Acórdão do Tribunal da Relação de Coimbra
Processo:
851/02
Nº Convencional: JTRC 05553
Relator: BARRETO DO CARMO
Descritores: PRISÃO PREVENTIVA
Data do Acordão: 05/15/2002
Votação: UNANIMIDADE
Texto Integral: N
Privacidade: 1
Meio Processual: RECURSO PENAL
Decisão: NEGADO PROVIMENTO
Área Temática: DIREITO PROCESSUAL PENAL
Legislação Nacional: ARTS. 191º, 193º, 202º, 204º E 209º DO C.P.P.
Sumário: I - É uma conquista da civilização o princípio da presunção da inocência do arguido até sentença condenatória definitiva.
II - Tal princípio apresenta-se com várias vertentes, conquanto se veja o arguido como sujeito passivo do processo, como a pessoa em relação à qual se desenvolve e dirige o processo, como aquele que é levado perante o tribunal para ser julgado; mas também como sujeito activo, como aquele que intervém directamente no processo, como parte.

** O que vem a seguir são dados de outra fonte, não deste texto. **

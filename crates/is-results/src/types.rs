//! Result data types.

use serde::{Deserialize, Serialize};

pub type RunId = String;

#[derive(Debug, Clone, Serialize, Deserialize, PartialEq)]
pub struct RunManifest {
    pub run_id: RunId,
    pub protocol_name: String,
    pub timestamp: String,
    pub run_type: RunType,
    pub period_ms: f64,
    pub generator_version: String,
    pub samples: usize,
}

impl RunManifest {
    /// Manifest stamped with the current UTC time.
    pub fn now(
        run_id: RunId,
        protocol_name: impl Into<String>,
        run_type: RunType,
        period_ms: f64,
        generator_version: impl Into<String>,
        samples: usize,
    ) -> Self {
        Self {
            run_id,
            protocol_name: protocol_name.into(),
            timestamp: chrono::Utc::now().to_rfc3339(),
            run_type,
            period_ms,
            generator_version: generator_version.into(),
            samples,
        }
    }
}

#[derive(Debug, Clone, Serialize, Deserialize, PartialEq)]
#[serde(tag = "type")]
pub enum RunType {
    /// Fixed number of host periods.
    Steps { steps: usize },
    /// Run until the protocol is done, bounded by `max_steps`.
    UntilDone { max_steps: usize },
}

/// One host period of a run.
#[derive(Debug, Clone, Serialize, Deserialize, PartialEq)]
pub struct TraceRecord {
    pub step: usize,
    pub time_s: f64,
    pub input: f64,
    /// Scaled amplifier command.
    pub command: f64,
    /// Level before scaling (pA).
    pub level_pa: f64,
    pub cycle_index: u32,
    pub current_step_pa: f64,
    #[serde(default)]
    pub paused: bool,
    #[serde(default)]
    pub done: bool,
}
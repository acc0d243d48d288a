#[derive(Debug, Clone, Copy, PartialEq, Eq)]
pub enum RunStage {
    LoadingProtocol,
    CheckingCache,
    LoadingCachedResult,
    Simulating,
    SavingResults,
    Completed,
}

impl RunStage {
    pub fn label(&self) -> &'static str {
        match self {
            Self::LoadingProtocol => "loading protocol",
            Self::CheckingCache => "checking cache",
            Self::LoadingCachedResult => "loading cached run",
            Self::Simulating => "simulating",
            Self::SavingResults => "saving results",
            Self::Completed => "completed",
        }
    }
}

#[derive(Debug, Clone, Default)]
pub struct SimulationProgress {
    pub step: usize,
    pub max_steps: usize,
    pub sim_time_s: f64,
    pub cycle_index: u32,
    pub fraction_complete: f64,
}

#[derive(Debug, Clone)]
pub struct RunProgressEvent {
    pub stage: RunStage,
    pub elapsed_wall_s: f64,
    pub message: Option<String>,
    pub simulation: Option<SimulationProgress>,
}

impl RunProgressEvent {
    pub fn stage(stage: RunStage, elapsed_wall_s: f64, message: Option<String>) -> Self {
        Self {
            stage,
            elapsed_wall_s,
            message,
            simulation: None,
        }
    }
}
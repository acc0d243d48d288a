//! Run execution and caching service.

use std::path::Path;
use std::time::Instant;

use is_project::schema::ProtocolFile;
use is_results::{RunManifest, RunStore, RunType, TraceRecord};

use crate::error::{AppError, AppResult};
use crate::host_loop::HostLoop;
use crate::progress::{RunProgressEvent, RunStage, SimulationProgress};
use crate::protocol_service;

/// Version stamped into manifests and mixed into run ids.
pub const GENERATOR_VERSION: &str = env!("CARGO_PKG_VERSION");

/// Periods between simulation progress events.
const PROGRESS_INTERVAL: usize = 10_000;

/// How long to drive the host loop.
#[derive(Debug, Clone, Copy, PartialEq, Eq)]
pub enum RunMode {
    /// Exactly this many host periods.
    Steps { steps: usize },
    /// Until the protocol is done, giving up after `max_steps` periods.
    UntilDone { max_steps: usize },
}

impl RunMode {
    fn max_steps(&self) -> usize {
        match *self {
            Self::Steps { steps } => steps,
            Self::UntilDone { max_steps } => max_steps,
        }
    }
}

impl From<RunMode> for RunType {
    fn from(mode: RunMode) -> Self {
        match mode {
            RunMode::Steps { steps } => RunType::Steps { steps },
            RunMode::UntilDone { max_steps } => RunType::UntilDone { max_steps },
        }
    }
}

/// Options for running protocols.
#[derive(Debug, Clone)]
pub struct RunOptions {
    pub use_cache: bool,
    pub generator_version: String,
}

impl Default for RunOptions {
    fn default() -> Self {
        Self {
            use_cache: true,
            generator_version: GENERATOR_VERSION.to_string(),
        }
    }
}

/// Request to execute a run.
pub struct RunRequest<'a> {
    pub protocol_path: &'a Path,
    pub mode: RunMode,
    pub options: RunOptions,
}

#[derive(Debug, Clone, Default)]
pub struct RunTimingSummary {
    pub simulate_time_s: f64,
    pub save_time_s: f64,
    pub load_cache_time_s: f64,
    pub total_time_s: f64,
    pub steps: usize,
}

/// Response from a run execution.
#[derive(Debug, Clone)]
pub struct RunResponse {
    pub run_id: String,
    pub manifest: RunManifest,
    pub loaded_from_cache: bool,
    pub timing: RunTimingSummary,
}

fn emit_progress(
    progress_cb: &mut Option<&mut dyn FnMut(RunProgressEvent)>,
    stage: RunStage,
    started: Instant,
    message: Option<String>,
    simulation: Option<SimulationProgress>,
) {
    if let Some(cb) = progress_cb.as_deref_mut() {
        cb(RunProgressEvent {
            stage,
            elapsed_wall_s: started.elapsed().as_secs_f64(),
            message,
            simulation,
        });
    }
}

/// Execute or load a run based on request.
pub fn ensure_run(request: &RunRequest) -> AppResult<RunResponse> {
    ensure_run_with_progress(request, None)
}

/// Execute or load a run and stream progress events.
pub fn ensure_run_with_progress(
    request: &RunRequest,
    mut progress_cb: Option<&mut dyn FnMut(RunProgressEvent)>,
) -> AppResult<RunResponse> {
    let started = Instant::now();
    let mut timing = RunTimingSummary::default();

    emit_progress(
        &mut progress_cb,
        RunStage::LoadingProtocol,
        started,
        Some("Loading protocol".to_string()),
        None,
    );
    let file = protocol_service::load_protocol(request.protocol_path)?;

    emit_progress(
        &mut progress_cb,
        RunStage::CheckingCache,
        started,
        Some("Checking run cache".to_string()),
        None,
    );
    let run_type = RunType::from(request.mode);
    let run_id = is_results::compute_run_id(
        &file.protocol,
        &file.host,
        &run_type,
        &request.options.generator_version,
    );
    let store = RunStore::for_protocol(request.protocol_path)?;

    if request.options.use_cache && store.has_run(&run_id) {
        emit_progress(
            &mut progress_cb,
            RunStage::LoadingCachedResult,
            started,
            Some("Loading cached run".to_string()),
            None,
        );
        let load_started = Instant::now();
        let manifest = store.load_manifest(&run_id)?;
        timing.load_cache_time_s = load_started.elapsed().as_secs_f64();
        timing.steps = manifest.samples;
        timing.total_time_s = started.elapsed().as_secs_f64();
        tracing::info!(run_id = %run_id, "loaded cached run");

        emit_progress(
            &mut progress_cb,
            RunStage::Completed,
            started,
            Some("Loaded cached run".to_string()),
            None,
        );
        return Ok(RunResponse {
            run_id,
            manifest,
            loaded_from_cache: true,
            timing,
        });
    }

    emit_progress(
        &mut progress_cb,
        RunStage::Simulating,
        started,
        Some("Running protocol".to_string()),
        None,
    );
    let sim_started = Instant::now();
    let records = run_host_loop(&file, request.mode, &mut progress_cb)?;
    timing.simulate_time_s = sim_started.elapsed().as_secs_f64();
    timing.steps = records.len();

    emit_progress(
        &mut progress_cb,
        RunStage::SavingResults,
        started,
        Some("Saving results".to_string()),
        None,
    );
    let save_started = Instant::now();
    let manifest = RunManifest::now(
        run_id.clone(),
        file.name.clone(),
        run_type,
        file.host.period_ms,
        request.options.generator_version.clone(),
        records.len(),
    );
    store.save_run(&manifest, &records)?;
    timing.save_time_s = save_started.elapsed().as_secs_f64();
    timing.total_time_s = started.elapsed().as_secs_f64();
    tracing::info!(
        run_id = %run_id,
        samples = records.len(),
        elapsed_s = timing.total_time_s,
        "run saved"
    );

    emit_progress(
        &mut progress_cb,
        RunStage::Completed,
        started,
        Some("Run completed".to_string()),
        None,
    );

    Ok(RunResponse {
        run_id,
        manifest,
        loaded_from_cache: false,
        timing,
    })
}

/// Drive a protocol file through the offline host loop.
///
/// `UntilDone` runs fail if the protocol has not finished within
/// `max_steps` periods.
pub fn simulate(
    file: &ProtocolFile,
    mode: RunMode,
    mut progress_cb: Option<&mut dyn FnMut(RunProgressEvent)>,
) -> AppResult<Vec<TraceRecord>> {
    run_host_loop(file, mode, &mut progress_cb)
}

fn run_host_loop(
    file: &ProtocolFile,
    mode: RunMode,
    progress_cb: &mut Option<&mut dyn FnMut(RunProgressEvent)>,
) -> AppResult<Vec<TraceRecord>> {
    protocol_service::validate_protocol(file)?;
    let mut host = HostLoop::from_file(file)?;
    let max_steps = mode.max_steps();
    let started = Instant::now();

    let mut records = Vec::with_capacity(max_steps.min(1 << 20));
    for step in 0..max_steps {
        if matches!(mode, RunMode::UntilDone { .. }) && host.is_done() {
            break;
        }
        let record = host.step(0.0);

        if step % PROGRESS_INTERVAL == 0 {
            emit_progress(
                progress_cb,
                RunStage::Simulating,
                started,
                None,
                Some(SimulationProgress {
                    step,
                    max_steps,
                    sim_time_s: record.time_s,
                    cycle_index: record.cycle_index,
                    fraction_complete: step as f64 / max_steps as f64,
                }),
            );
        }
        records.push(record);
    }

    if matches!(mode, RunMode::UntilDone { .. }) && !host.is_done() {
        return Err(AppError::Generator(format!(
            "protocol did not finish within {max_steps} steps"
        )));
    }
    tracing::debug!(samples = records.len(), "simulation finished");
    Ok(records)
}

/// List runs recorded for a protocol file, most recent first.
pub fn list_runs(protocol_path: &Path) -> AppResult<Vec<RunManifest>> {
    let file = protocol_service::load_protocol(protocol_path)?;
    let store = RunStore::for_protocol(protocol_path)?;

    Ok(store.list_runs(&file.name)?)
}

/// Load a specific run.
pub fn load_run(
    protocol_path: &Path,
    run_id: &str,
) -> AppResult<(RunManifest, Vec<TraceRecord>)> {
    let store = RunStore::for_protocol(protocol_path)?;

    let manifest = store.load_manifest(run_id)?;
    let records = store.load_trace(run_id)?;

    Ok((manifest, records))
}

#[cfg(test)]
mod tests {
    use super::*;

    fn staircase() -> ProtocolFile {
        let mut file = ProtocolFile::new("staircase");
        file.protocol.stim_time_ms = 10.0;
        file.protocol.range_start_pa = 0.0;
        file.protocol.range_end_pa = 100.0;
        file.protocol.increment_pa = 20.0;
        file.protocol.inter_cycle_interval_s = 0.0;
        file.protocol.downtime_s = 0.0;
        file.host.period_ms = 1.0;
        file
    }

    #[test]
    fn fixed_step_run_has_exact_length() {
        let records = simulate(&staircase(), RunMode::Steps { steps: 100 }, None).unwrap();
        assert_eq!(records.len(), 100);
        assert!(records[99].done);
    }

    #[test]
    fn until_done_stops_at_completion() {
        let records =
            simulate(&staircase(), RunMode::UntilDone { max_steps: 1000 }, None).unwrap();
        assert_eq!(records.len(), 60);
        assert!(records.last().unwrap().done);
    }

    #[test]
    fn until_done_reports_unfinished_protocol() {
        let err = simulate(&staircase(), RunMode::UntilDone { max_steps: 30 }, None).unwrap_err();
        assert!(matches!(err, AppError::Generator(_)));
    }

    #[test]
    fn progress_events_are_emitted() {
        let mut events = Vec::new();
        let mut cb = |event: RunProgressEvent| events.push(event);
        simulate(&staircase(), RunMode::Steps { steps: 10 }, Some(&mut cb)).unwrap();
        assert_eq!(events.len(), 1);
        assert_eq!(events[0].stage, RunStage::Simulating);
        assert!(events[0].simulation.is_some());
    }

    #[test]
    fn run_mode_maps_to_run_type() {
        assert_eq!(
            RunType::from(RunMode::Steps { steps: 5 }),
            RunType::Steps { steps: 5 }
        );
        assert_eq!(
            RunType::from(RunMode::UntilDone { max_steps: 9 }),
            RunType::UntilDone { max_steps: 9 }
        );
    }
}
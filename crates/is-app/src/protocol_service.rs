//! Protocol file loading, saving, validation and introspection.

use std::path::Path;

use is_project::schema::{HostDef, ProtocolDef, ProtocolFile};
use is_stim::{Adjustment, ParamId, ParamValue, ProtocolConfig, StepProtocol, Timestep};

use crate::error::{AppError, AppResult};

/// One parameter as entered and as it will run.
#[derive(Debug, Clone, PartialEq)]
pub struct ParameterSummary {
    pub id: ParamId,
    pub entered: ParamValue,
    pub effective: ParamValue,
}

impl ParameterSummary {
    pub fn adjusted(&self) -> bool {
        self.entered != self.effective
    }
}

/// Summary of a protocol file for listing and previews.
#[derive(Debug, Clone)]
pub struct ProtocolSummary {
    pub name: String,
    pub period_ms: f64,
    pub parameters: Vec<ParameterSummary>,
    pub adjustments: Vec<Adjustment>,
    /// Planned levels of the first cycle.
    pub first_cycle_levels_pa: Vec<f64>,
    /// Planned levels of every later cycle; empty for a single cycle.
    pub later_cycle_levels_pa: Vec<f64>,
    pub cycles: u32,
    pub nominal_total_duration_s: f64,
}

/// Load a protocol file (YAML or JSON by extension).
pub fn load_protocol(path: &Path) -> AppResult<ProtocolFile> {
    if !path.exists() {
        return Err(AppError::ProtocolFileRead {
            path: path.to_path_buf(),
            source: std::io::Error::new(std::io::ErrorKind::NotFound, "file does not exist"),
        });
    }
    let file = is_project::load(path)?;
    tracing::debug!(path = %path.display(), name = %file.name, "protocol loaded");
    Ok(file)
}

/// Save a protocol file (YAML or JSON by extension).
pub fn save_protocol(path: &Path, file: &ProtocolFile) -> AppResult<()> {
    is_project::save(path, file)?;
    Ok(())
}

/// Validate protocol structure.
pub fn validate_protocol(file: &ProtocolFile) -> AppResult<()> {
    is_project::validate_protocol_file(file)?;
    Ok(())
}

pub fn to_config(def: &ProtocolDef) -> ProtocolConfig {
    ProtocolConfig {
        stim_time_ms: def.stim_time_ms,
        range_start_pa: def.range_start_pa,
        range_end_pa: def.range_end_pa,
        increment_pa: def.increment_pa,
        cycles: def.cycles,
        inter_cycle_interval_s: def.inter_cycle_interval_s,
        downtime_s: def.downtime_s,
    }
}

pub fn from_config(config: &ProtocolConfig) -> ProtocolDef {
    ProtocolDef {
        stim_time_ms: config.stim_time_ms,
        range_start_pa: config.range_start_pa,
        range_end_pa: config.range_end_pa,
        increment_pa: config.increment_pa,
        cycles: config.cycles,
        inter_cycle_interval_s: config.inter_cycle_interval_s,
        downtime_s: config.downtime_s,
    }
}

pub fn host_timestep(host: &HostDef) -> AppResult<Timestep> {
    Ok(Timestep::from_millis(host.period_ms)?)
}

/// Entered vs. effective parameters, planned levels and nominal duration.
pub fn summarize_protocol(file: &ProtocolFile) -> ProtocolSummary {
    let entered = to_config(&file.protocol);
    let normalized = entered.normalize();
    let effective = normalized.protocol.to_config();

    let parameters = ParamId::ALL
        .into_iter()
        .map(|id| ParameterSummary {
            id,
            entered: entered.value_of(id),
            effective: effective.value_of(id),
        })
        .collect();

    let protocol: StepProtocol = normalized.protocol;
    ProtocolSummary {
        name: file.name.clone(),
        period_ms: file.host.period_ms,
        parameters,
        adjustments: normalized.adjustments,
        first_cycle_levels_pa: protocol.ramp_levels(0).collect(),
        later_cycle_levels_pa: if protocol.cycles() > 1 {
            protocol.ramp_levels(1).collect()
        } else {
            Vec::new()
        },
        cycles: protocol.cycles(),
        nominal_total_duration_s: protocol.nominal_total_duration_s(),
    }
}
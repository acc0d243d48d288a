//! Stepped current-injection protocol generator for istep.
//!
//! This crate contains the real-time core: a state machine advanced once per
//! host timestep that walks a staircase of current levels, holding each level
//! for the stimulus time, inserting downtime between steps and an inter-cycle
//! interval between repetitions.
//!
//! # Architecture
//!
//! - [`StepGenerator`] owns the protocol state and implements [`PeriodicSink`]
//! - [`ConfigSource`] is the host's named-parameter surface; [`ParamTable`] is
//!   an in-memory implementation
//! - [`ProtocolConfig`] holds values as entered, [`StepProtocol`] the
//!   normalized form the generator runs
//! - [`HostEvent`] carries the host lifecycle signals (init, modify, pause,
//!   period change)
//!
//! # Real-time rules
//!
//! `execute` never allocates, logs, or fails. All clamping happens when a
//! configuration is applied, and every clamp is reported as an [`Adjustment`].

pub mod error;
pub mod generator;
pub mod host;
pub mod params;
pub mod protocol;
pub mod scaling;
pub mod state;
pub mod timestep;

pub use error::{StimError, StimResult};
pub use generator::StepGenerator;
pub use host::{HostEvent, PeriodicSink};
pub use params::{ConfigSource, ParamId, ParamKind, ParamTable, ParamValue};
pub use protocol::{Adjustment, Normalized, ProtocolConfig, StepProtocol};
pub use scaling::{COMMAND_PER_PICOAMP, picoamps_to_command};
pub use state::{ProtocolState, RunPhase};
pub use timestep::Timestep;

III - A dimensão ética preside à ordem jurídica penal, como princípio axiológico, no sentido de que a dignidade do homem - e a sua intocabilidade - se sobrepõe a todas as exigências de eficácia, da funcionalidade do direito e viabilização da administração da justiça penal.
IV - A prisão preventiva é necessariamente a forma extrema de compressão dos direitos originários da pessoa, porquanto, em favor da eficácia da administração da justiça, se admite a restrição da liberdade de fazer e poder fazer de quem não se tem certeza de merecer punição.
V - Por tal se impõe uma estrita legalidade (art. 191º) - uma expressa referência na lei; a adequação e proporcionalidade (art. 193º) - a partir de uma avaliação concreta das exigências cautelares e da gravidade dos actos; uma subsidiariedade (arts. 202º e 209º) - não se admitindo que se ultrapasse o comunitariamente suportável, condicionando-se a sua aplicação à inadequação e insuficiência de qualquer outra medida.
VI - E porque prevalece a presunção de inocência, não basta a suspeita ou os indícios da prática do crime (art. 202º), pois que não há crimes incaucionáveis, mas necessário se torna que, em concreto, se verifique um evidente conjunto de circunstâncias que determinem essa compressão (art. 204º).
VII - Torna-se, consequentemente, dever do juiz, reconhecer ou a não subsistência de factores compressão que determinaram a prisão, reconhecimento esse que se traduz na imediata revogação da medida de coacção ou a atenuação desses factores, o que implica a sua substituição, por outra adequada.